Rather than partition the guest PID space and catch and flush a rogue
guest, instead work around this issue by ensuring the MMU is always
disabled in HV mode while the guest MMU context is switched in.

This may be a bit less efficient, but it is a lot less complicated and
allows the P9 path to trivally implement the workaround too.
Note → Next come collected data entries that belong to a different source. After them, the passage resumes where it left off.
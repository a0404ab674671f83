use crate::config::toml_config::GenerationConfig;
use crate::core::sanitizer::{sanitize_for_embedding, sanitize_for_model};
use crate::domain::model::{GeneratedCandidate, GenerationOutcome, GenerationRequest};
use crate::domain::ports::CardGenerator;
use crate::utils::error::{CardError, Result};
use crate::utils::validation::Validate;
use std::time::{Duration, Instant};
use tokio_util::sync::CancellationToken;

/// Overall time budget for a generation run and the pause before its one retry.
#[derive(Debug, Clone, Copy, PartialEq, Eq)]
pub struct RetryPolicy {
    pub total_timeout: Duration,
    pub backoff: Duration,
}

impl Default for RetryPolicy {
    fn default() -> Self {
        Self {
            total_timeout: Duration::from_secs(30),
            backoff: Duration::from_millis(500),
        }
    }
}

impl RetryPolicy {
    pub fn from_config(config: &GenerationConfig) -> Self {
        Self {
            total_timeout: config.timeout(),
            backoff: config.retry_backoff(),
        }
    }
}

pub struct GenerationOrchestrator<G: CardGenerator> {
    generator: G,
    policy: RetryPolicy,
}

impl<G: CardGenerator> GenerationOrchestrator<G> {
    pub fn new(generator: G, policy: RetryPolicy) -> Self {
        Self { generator, policy }
    }

    pub fn generator(&self) -> &G {
        &self.generator
    }

    /// Validates, sanitizes and generates. A transient communication failure
    /// is retried once; both attempts share one deadline.
    pub async fn generate_for_collection(
        &self,
        raw_text: &str,
        requested_count: u32,
        model_key_override: Option<String>,
        cancel: &CancellationToken,
    ) -> Result<GenerationOutcome> {
        let request =
            GenerationRequest::new(raw_text, requested_count).with_model_key(model_key_override);
        request.validate()?;

        let source_text = sanitize_for_embedding(&sanitize_for_model(&request.source_text));
        if source_text.is_empty() {
            return Err(CardError::validation(
                "source text has no printable content left after sanitizing",
            ));
        }
        let request = GenerationRequest {
            source_text,
            ..request
        };

        let deadline = Instant::now() + self.policy.total_timeout;
        let (batch, attempts) = match self.generator.generate(&request, deadline, cancel).await {
            Ok(batch) => (batch, 1),
            Err(e) if e.is_transient() => {
                let remaining = deadline.saturating_duration_since(Instant::now());
                if remaining <= self.policy.backoff {
                    tracing::warn!("Generation failed ({}); no time left to retry", e);
                    return Err(e);
                }

                tracing::warn!(
                    "Generation failed ({}); retrying once in {:?}",
                    e,
                    self.policy.backoff
                );
                tokio::select! {
                    biased;
                    _ = cancel.cancelled() => return Err(CardError::Cancelled),
                    _ = tokio::time::sleep(self.policy.backoff) => {}
                }

                let batch = self.generator.generate(&request, deadline, cancel).await?;
                (batch, 2)
            }
            Err(e) => return Err(e),
        };

        // whatever the generator handed back, candidates leave here as AI/New
        let candidates: Vec<GeneratedCandidate> = batch
            .candidates
            .into_iter()
            .map(|c| GeneratedCandidate::new(c.front, c.back, c.tags, c.categories))
            .collect();

        if candidates.len() < requested_count as usize {
            tracing::info!(
                "Returning {} of {} requested candidates",
                candidates.len(),
                requested_count
            );
        }

        Ok(GenerationOutcome {
            candidates,
            dropped_count: batch.dropped_count,
            requested_count,
            attempts,
        })
    }
}

#[cfg(test)]
mod tests {
    use super::*;
    use crate::domain::model::{CreationSource, GenerationBatch, ReviewStatus};
    use crate::utils::error::CommunicationFailure;
    use async_trait::async_trait;
    use std::collections::{BTreeSet, VecDeque};
    use std::sync::Mutex;

    struct ScriptedGenerator {
        replies: Mutex<VecDeque<Result<GenerationBatch>>>,
        seen: Mutex<Vec<(GenerationRequest, Instant)>>,
    }

    impl ScriptedGenerator {
        fn new(replies: Vec<Result<GenerationBatch>>) -> Self {
            Self {
                replies: Mutex::new(replies.into()),
                seen: Mutex::new(Vec::new()),
            }
        }

        fn calls(&self) -> usize {
            self.seen.lock().unwrap().len()
        }
    }

    #[async_trait]
    impl CardGenerator for ScriptedGenerator {
        async fn generate(
            &self,
            request: &GenerationRequest,
            deadline: Instant,
            _cancel: &CancellationToken,
        ) -> Result<GenerationBatch> {
            self.seen.lock().unwrap().push((request.clone(), deadline));
            self.replies
                .lock()
                .unwrap()
                .pop_front()
                .expect("unexpected extra generation call")
        }
    }

    fn batch(count: usize, dropped_count: usize) -> GenerationBatch {
        let candidates = (0..count)
            .map(|i| {
                let mut candidate = GeneratedCandidate::new(
                    format!("Q{}", i),
                    format!("A{}", i),
                    BTreeSet::new(),
                    BTreeSet::new(),
                );
                // a generator that forgets the invariants must not leak them
                candidate.review_status = ReviewStatus::Approved;
                candidate.creation_source = CreationSource::Manual;
                candidate
            })
            .collect();
        GenerationBatch {
            candidates,
            dropped_count,
        }
    }

    fn unavailable() -> CardError {
        CardError::communication(CommunicationFailure::Status(503))
    }

    fn policy() -> RetryPolicy {
        RetryPolicy {
            total_timeout: Duration::from_secs(5),
            backoff: Duration::from_millis(10),
        }
    }

    const TEXT: &str = "Rust ownership: each value has a single owner.";

    #[tokio::test]
    async fn test_out_of_bounds_input_never_calls_service() {
        let orchestrator = GenerationOrchestrator::new(ScriptedGenerator::new(vec![]), policy());
        let cancel = CancellationToken::new();

        for (text, count) in [(TEXT, 0), (TEXT, 51), ("too short", 5)] {
            let result = orchestrator
                .generate_for_collection(text, count, None, &cancel)
                .await;
            assert!(matches!(result, Err(CardError::ValidationError { .. })));
        }
        let blank = "\u{1F600}".repeat(20);
        assert!(orchestrator
            .generate_for_collection(&blank, 5, None, &cancel)
            .await
            .is_err());
        assert_eq!(orchestrator.generator().calls(), 0);
    }

    #[tokio::test]
    async fn test_sanitized_text_reaches_generator() {
        let generator = ScriptedGenerator::new(vec![Ok(batch(1, 0))]);
        let orchestrator = GenerationOrchestrator::new(generator, policy());
        orchestrator
            .generate_for_collection(
                "  Say \"hi\"\n\tto C:\\ \u{1F44B} now  ",
                3,
                Some("key".into()),
                &CancellationToken::new(),
            )
            .await
            .unwrap();

        let seen = orchestrator.generator().seen.lock().unwrap();
        let (request, _) = &seen[0];
        assert_eq!(request.source_text, r#"Say \"hi\" to C:\\ now"#);
        assert_eq!(request.requested_count, 3);
        assert_eq!(request.model_key.as_deref(), Some("key"));
    }

    #[tokio::test]
    async fn test_partial_success_is_a_value() {
        let orchestrator =
            GenerationOrchestrator::new(ScriptedGenerator::new(vec![Ok(batch(3, 2))]), policy());
        let outcome = orchestrator
            .generate_for_collection(TEXT, 10, None, &CancellationToken::new())
            .await
            .unwrap();

        assert_eq!(outcome.candidates.len(), 3);
        assert_eq!(outcome.dropped_count, 2);
        assert_eq!(outcome.requested_count, 10);
        assert_eq!(outcome.attempts, 1);
        assert!(outcome.candidates.iter().all(|c| {
            c.creation_source == CreationSource::Ai && c.review_status == ReviewStatus::New
        }));
    }

    #[tokio::test]
    async fn test_transient_failure_retried_once_with_same_deadline() {
        let generator = ScriptedGenerator::new(vec![Err(unavailable()), Ok(batch(2, 0))]);
        let orchestrator = GenerationOrchestrator::new(generator, policy());
        let outcome = orchestrator
            .generate_for_collection(TEXT, 2, None, &CancellationToken::new())
            .await
            .unwrap();

        assert_eq!(outcome.attempts, 2);
        assert_eq!(outcome.candidates.len(), 2);
        let seen = orchestrator.generator().seen.lock().unwrap();
        assert_eq!(seen.len(), 2);
        assert_eq!(seen[0].1, seen[1].1);
    }

    #[tokio::test]
    async fn test_second_transient_failure_surfaces() {
        let generator = ScriptedGenerator::new(vec![Err(unavailable()), Err(unavailable())]);
        let orchestrator = GenerationOrchestrator::new(generator, policy());
        let result = orchestrator
            .generate_for_collection(TEXT, 2, None, &CancellationToken::new())
            .await;

        assert!(matches!(
            result,
            Err(CardError::CommunicationError {
                failure: CommunicationFailure::Status(503)
            })
        ));
        assert_eq!(orchestrator.generator().calls(), 2);
    }

    #[tokio::test]
    async fn test_auth_and_validation_not_retried() {
        let failures = vec![
            CardError::AuthenticationError {
                message: "bad key".into(),
            },
            CardError::validation("garbage"),
            CardError::communication(CommunicationFailure::Status(400)),
        ];
        for failure in failures {
            let orchestrator =
                GenerationOrchestrator::new(ScriptedGenerator::new(vec![Err(failure)]), policy());
            assert!(orchestrator
                .generate_for_collection(TEXT, 2, None, &CancellationToken::new())
                .await
                .is_err());
            assert_eq!(orchestrator.generator().calls(), 1);
        }
    }

    #[tokio::test]
    async fn test_no_retry_when_backoff_exceeds_budget() {
        let generator = ScriptedGenerator::new(vec![Err(unavailable())]);
        let orchestrator = GenerationOrchestrator::new(
            generator,
            RetryPolicy {
                total_timeout: Duration::from_millis(50),
                backoff: Duration::from_millis(100),
            },
        );
        let result = orchestrator
            .generate_for_collection(TEXT, 2, None, &CancellationToken::new())
            .await;
        assert!(result.is_err());
        assert_eq!(orchestrator.generator().calls(), 1);
    }

    #[tokio::test]
    async fn test_cancel_during_backoff() {
        let generator = ScriptedGenerator::new(vec![Err(unavailable())]);
        let orchestrator = GenerationOrchestrator::new(
            generator,
            RetryPolicy {
                total_timeout: Duration::from_secs(10),
                backoff: Duration::from_secs(5),
            },
        );
        let cancel = CancellationToken::new();
        let trigger = cancel.clone();
        tokio::spawn(async move {
            tokio::time::sleep(Duration::from_millis(20)).await;
            trigger.cancel();
        });

        let started = Instant::now();
        let result = orchestrator
            .generate_for_collection(TEXT, 2, None, &cancel)
            .await;
        assert!(matches!(result, Err(CardError::Cancelled)));
        assert!(started.elapsed() < Duration::from_secs(2));
        assert_eq!(orchestrator.generator().calls(), 1);
    }
}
Newer CPUs
are not subject to this issue.

Signed-off-by: Nicholas Piggin <npig...@gmail.com>
---
 arch/powerpc/include/asm/mmu_context.h   |  6 ----
 arch/powerpc/kvm/book3s_hv.c             | 10 ++++--
 arch/powerpc/kvm/book3s_hv_interrupt.c   | 14 ++++++--
 arch/powerpc/kvm/book3s_hv_rmhandlers.S  | 34 ------------------
 arch/powerpc/mm/book3s64/radix_pgtable.c | 27 +++++---------
 arch/powerpc/mm/book3s64/radix_tlb.c     | 46 ------------------------
 arch/powerpc/mm/mmu_context.c            |  4 +--
 7 files changed, 28 insertions(+), 113 deletions(-)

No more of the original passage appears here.